### DATASET
use std::collections::{BTreeMap, BTreeSet};
use std::ops::{Index, IndexMut};

use chrono::NaiveDateTime;

use super::action::ActionEvent;
use super::street::Street;

/// Actions per seat, in the order they appeared in the log.
pub type SeatActions = BTreeMap<u32, Vec<ActionEvent>>;

/// The betting of a hand, split by street.
///
/// There is always exactly one entry per street. A seat only appears on a
/// street once it has at least one recorded action there.
#[derive(Debug, Clone, Default, PartialEq)]
#[cfg_attr(feature = "serde", derive(serde::Serialize, serde::Deserialize))]
pub struct Bets {
    pub preflop: SeatActions,
    pub flop: SeatActions,
    pub turn: SeatActions,
    pub river: SeatActions,
}

impl Bets {
    pub fn iter(&self) -> impl Iterator<Item = (Street, &SeatActions)> {
        Street::ALL.into_iter().map(move |street| (street, &self[street]))
    }
}

impl Index<Street> for Bets {
    type Output = SeatActions;

    fn index(&self, street: Street) -> &SeatActions {
        match street {
            Street::Preflop => &self.preflop,
            Street::Flop => &self.flop,
            Street::Turn => &self.turn,
            Street::River => &self.river,
        }
    }
}

impl IndexMut<Street> for Bets {
    fn index_mut(&mut self, street: Street) -> &mut SeatActions {
        match street {
            Street::Preflop => &mut self.preflop,
            Street::Flop => &mut self.flop,
            Street::Turn => &mut self.turn,
            Street::River => &mut self.river,
        }
    }
}

/// What kind of game the hand was dealt in.
#[derive(Debug, Clone, PartialEq)]
#[cfg_attr(feature = "serde", derive(serde::Serialize, serde::Deserialize))]
pub enum GameInfo {
    Tournament {
        id: u64,
    },
    Cash {
        /// e.g. `Hold'em No Limit`
        game_type: String,
        /// Small and big blind, as written in the header
        stakes: Vec<f64>,
    },
}

/// Everything recovered from a single hand of the log.
///
/// Records are only handed out once the hand is complete and are never
/// modified afterwards.
#[derive(Debug, Clone, Default, PartialEq)]
#[cfg_attr(feature = "serde", derive(serde::Serialize, serde::Deserialize))]
pub struct HandRecord {
    pub id: u64,
    pub table_name: Option<String>,
    pub game: Option<GameInfo>,
    pub dealt_at: Option<NaiveDateTime>,
    pub button_seat: Option<u32>,

    /// Seat number to player name
    pub seats: BTreeMap<u32, String>,
    /// Seat number to starting chips
    pub stacks: BTreeMap<u32, f64>,
    /// Player names in the order of the seat lines
    pub players: Vec<String>,
    pub small_blind: Option<String>,
    pub big_blind: Option<String>,

    pub bets: Bets,
    /// Hole cards that were dealt to us, shown or mucked
    pub known_cards: BTreeMap<u32, String>,
    /// Seat number to amount won
    pub winners: BTreeMap<u32, f64>,

    /// Player names with a line in the show down section
    pub went_to_showdown: BTreeSet<String>,
    pub won_at_showdown: BTreeSet<u32>,
    pub lost_at_showdown: BTreeSet<u32>,
    pub folded_before_flop: BTreeSet<u32>,

    pub pot: Option<f64>,
    pub rake: Option<f64>,

    // Only the cards revealed on each street, not the running board.
    pub flop: Option<String>,
    pub turn: Option<String>,
    pub river: Option<String>,
}

impl HandRecord {
    /// The seat a player sat in, if they sat down at all.
    pub fn seat_of(&self, player: &str) -> Option<u32> {
        self.seats
            .iter()
            .find(|(_, name)| name.as_str() == player)
            .map(|(seat, _)| *seat)
    }

    /// Preflop actions of a seat, empty if it never acted.
    pub fn preflop_actions(&self, seat: u32) -> &[ActionEvent] {
        self.actions_on(Street::Preflop, seat)
    }

    pub fn actions_on(&self, street: Street, seat: u32) -> &[ActionEvent] {
        self.bets[street]
            .get(&seat)
            .map(Vec::as_slice)
            .unwrap_or(&[])
    }

    /// Pretty printed JSON of the whole record.
    #[cfg(feature = "serde")]
    pub fn to_json(&self) -> serde_json::Result<String> {
        serde_json::to_string_pretty(self)
    }
}

/// The hand currently being read.
///
/// Only the parser holds one of these. Calling [`HandBuilder::build`] freezes
/// it into a [`HandRecord`].
#[derive(Debug, Default)]
pub(crate) struct HandBuilder {
    record: HandRecord,
}

impl HandBuilder {
    pub fn new(id: u64) -> Self {
        Self {
            record: HandRecord {
                id,
                ..HandRecord::default()
            },
        }
    }

    pub fn id(&self) -> u64 {
        self.record.id
    }

    pub fn seat_of(&self, player: &str) -> Option<u32> {
        self.record.seat_of(player)
    }

    pub fn game(&mut self, game: GameInfo) {
        self.record.game = Some(game);
    }

    pub fn dealt_at(&mut self, dealt_at: NaiveDateTime) {
        self.record.dealt_at = Some(dealt_at);
    }

    pub fn table(&mut self, name: String, button_seat: u32) {
        self.record.table_name = Some(name);
        self.record.button_seat = Some(button_seat);
    }

    pub fn seat(&mut self, seat: u32, name: String, stack: f64) {
        self.record.players.push(name.clone());
        self.record.seats.insert(seat, name);
        self.record.stacks.insert(seat, stack);
    }

    pub fn small_blind(&mut self, player: String) {
        self.record.small_blind = Some(player);
    }

    pub fn big_blind(&mut self, player: String) {
        self.record.big_blind = Some(player);
    }

    pub fn board(&mut self, street: Street, cards: String) {
        match street {
            Street::Flop => self.record.flop = Some(cards),
            Street::Turn => self.record.turn = Some(cards),
            Street::River => self.record.river = Some(cards),
            Street::Preflop => {}
        }
    }

    pub fn action(&mut self, street: Street, seat: u32, event: ActionEvent) {
        self.record.bets[street].entry(seat).or_default().push(event);
    }

    pub fn known_cards(&mut self, seat: u32, cards: String) {
        self.record.known_cards.insert(seat, cards);
    }

    pub fn went_to_showdown(&mut self, player: String) {
        self.record.went_to_showdown.insert(player);
    }

    pub fn totals(&mut self, pot: Option<f64>, rake: Option<f64>) {
        if pot.is_some() {
            self.record.pot = pot;
        }
        if rake.is_some() {
            self.record.rake = rake;
        }
    }

    pub fn won(&mut self, seat: u32, amount: f64) {
        self.record.winners.insert(seat, amount);
    }

    pub fn won_at_showdown(&mut self, seat: u32) {
        self.record.won_at_showdown.insert(seat);
    }

    pub fn lost_at_showdown(&mut self, seat: u32) {
        self.record.lost_at_showdown.insert(seat);
    }

    pub fn folded_before_flop(&mut self, seat: u32) {
        self.record.folded_before_flop.insert(seat);
    }

    pub fn build(self) -> HandRecord {
        self.record
    }
}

### WORK TO BE COMPLETED
With nothing omitted, set down all of the records again.

### TASK RESPONSE
use std::collections::{BTreeMap, BTreeSet};
use std::ops::{Index, IndexMut};

use chrono::NaiveDateTime;

use super::action::ActionEvent;
use super::street::Street;

/// Actions per seat, in the order they appeared in the log.
pub type SeatActions = BTreeMap<u32, Vec<ActionEvent>>;

/// The betting of a hand, split by street.
///
/// There is always exactly one entry per street. A seat only appears on a
/// street once it has at least one recorded action there.
#[derive(Debug, Clone, Default, PartialEq)]
#[cfg_attr(feature = "serde", derive(serde::Serialize, serde::Deserialize))]
pub struct Bets {
    pub preflop: SeatActions,
    pub flop: SeatActions,
    pub turn: SeatActions,
    pub river: SeatActions,
}

impl Bets {
    pub fn iter(&self) -> impl Iterator<Item = (Street, &SeatActions)> {
        Street::ALL.into_iter().map(move |street| (street, &self[street]))
    }
}

impl Index<Street> for Bets {
    type Output = SeatActions;

    fn index(&self, street: Street) -> &SeatActions {
        match street {
            Street::Preflop => &self.preflop,
            Street::Flop => &self.flop,
            Street::Turn => &self.turn,
            Street::River => &self.river,
        }
    }
}

impl IndexMut<Street> for Bets {
    fn index_mut(&mut self, street: Street) -> &mut SeatActions {
        match street {
            Street::Preflop => &mut self.preflop,
            Street::Flop => &mut self.flop,
            Street::Turn => &mut self.turn,
            Street::River => &mut self.river,
        }
    }
}

/// What kind of game the hand was dealt in.
#[derive(Debug, Clone, PartialEq)]
#[cfg_attr(feature = "serde", derive(serde::Serialize, serde::Deserialize))]
pub enum GameInfo {
    Tournament {
        id: u64,
    },
    Cash {
        /// e.g. `Hold'em No Limit`
        game_type: String,
        /// Small and big blind, as written in the header
        stakes: Vec<f64>,
    },
}

/// Everything recovered from a single hand of the log.
///
/// Records are only handed out once the hand is complete and are never
/// modified afterwards.
#[derive(Debug, Clone, Default, PartialEq)]
#[cfg_attr(feature = "serde", derive(serde::Serialize, serde::Deserialize))]
pub struct HandRecord {
    pub id: u64,
    pub table_name: Option<String>,
    pub game: Option<GameInfo>,
    pub dealt_at: Option<NaiveDateTime>,
    pub button_seat: Option<u32>,

    /// Seat number to player name
    pub seats: BTreeMap<u32, String>,
    /// Seat number to starting chips
    pub stacks: BTreeMap<u32, f64>,
    /// Player names in the order of the seat lines
    pub players: Vec<String>,
    pub small_blind: Option<String>,
    pub big_blind: Option<String>,

    pub bets: Bets,
    /// Hole cards that were dealt to us, shown or mucked
    pub known_cards: BTreeMap<u32, String>,
    /// Seat number to amount won
    pub winners: BTreeMap<u32, f64>,

    /// Player names with a line in the show down section
    pub went_to_showdown: BTreeSet<String>,
    pub won_at_showdown: BTreeSet<u32>,
    pub lost_at_showdown: BTreeSet<u32>,
    pub folded_before_flop: BTreeSet<u32>,

    pub pot: Option<f64>,
    pub rake: Option<f64>,

    // Only the cards revealed on each street, not the running board.
    pub flop: Option<String>,
    pub turn: Option<String>,
    pub river: Option<String>,
}

impl HandRecord {
    /// The seat a player sat in, if they sat down at all.
    pub fn seat_of(&self, player: &str) -> Option<u32> {
        self.seats
            .iter()
            .find(|(_, name)| name.as_str() == player)
            .map(|(seat, _)| *seat)
    }

    /// Preflop actions of a seat, empty if it never acted.
    pub fn preflop_actions(&self, seat: u32) -> &[ActionEvent] {
        self.actions_on(Street::Preflop, seat)
    }

    pub fn actions_on(&self, street: Street, seat: u32) -> &[ActionEvent] {
        self.bets[street]
            .get(&seat)
            .map(Vec::as_slice)
            .unwrap_or(&[])
    }

    /// Pretty printed JSON of the whole record.
    #[cfg(feature = "serde")]
    pub fn to_json(&self) -> serde_json::Result<String> {
        serde_json::to_string_pretty(self)
    }
}

/// The hand currently being read.
///
/// Only the parser holds one of these. Calling [`HandBuilder::build`] freezes
/// it into a [`HandRecord`].
#[derive(Debug, Default)]
pub(crate) struct HandBuilder {
    record: HandRecord,
}

impl HandBuilder {
    pub fn new(id: u64) -> Self {
        Self {
            record: HandRecord {
                id,
                ..HandRecord::default()
            },
        }
    }

    pub fn id(&self) -> u64 {
        self.record.id
    }

    pub fn seat_of(&self, player: &str) -> Option<u32> {
        self.record.seat_of(player)
    }

    pub fn game(&mut self, game: GameInfo) {
        self.record.game = Some(game);
    }

    pub fn dealt_at(&mut self, dealt_at: NaiveDateTime) {
        self.record.dealt_at = Some(dealt_at);
    }

    pub fn table(&mut self, name: String, button_seat: u32) {
        self.record.table_name = Some(name);
        self.record.button_seat = Some(button_seat);
    }

    pub fn seat(&mut self, seat: u32, name: String, stack: f64) {
        self.record.players.push(name.clone());
        self.record.seats.insert(seat, name);
        self.record.stacks.insert(seat, stack);
    }

    pub fn small_blind(&mut self, player: String) {
        self.record.small_blind = Some(player);
    }

    pub fn big_blind(&mut self, player: String) {
        self.record.big_blind = Some(player);
    }

    pub fn board(&mut self, street: Street, cards: String) {
        match street {
            Street::Flop => self.record.flop = Some(cards),
            Street::Turn => self.record.turn = Some(cards),
            Street::River => self.record.river = Some(cards),
            Street::Preflop => {}
        }
    }

    pub fn action(&mut self, street: Street, seat: u32, event: ActionEvent) {
        self.record.bets[street].entry(seat).or_default().push(event);
    }

    pub fn known_cards(&mut self, seat: u32, cards: String) {
        self.record.known_cards.insert(seat, cards);
    }

    pub fn went_to_showdown(&mut self, player: String) {
        self.record.went_to_showdown.insert(player);
    }

    pub fn totals(&mut self, pot: Option<f64>, rake: Option<f64>) {
        if pot.is_some() {
            self.record.pot = pot;
        }
        if rake.is_some() {
            self.record.rake = rake;
        }
    }

    pub fn won(&mut self, seat: u32, amount: f64) {
        self.record.winners.insert(seat, amount);
    }

    pub fn won_at_showdown(&mut self, seat: u32) {
        self.record.won_at_showdown.insert(seat);
    }

    pub fn lost_at_showdown(&mut self, seat: u32) {
        self.record.lost_at_showdown.insert(seat);
    }

    pub fn folded_before_flop(&mut self, seat: u32) {
        self.record.folded_before_flop.insert(seat);
    }

    pub fn build(self) -> HandRecord {
        self.record
    }
}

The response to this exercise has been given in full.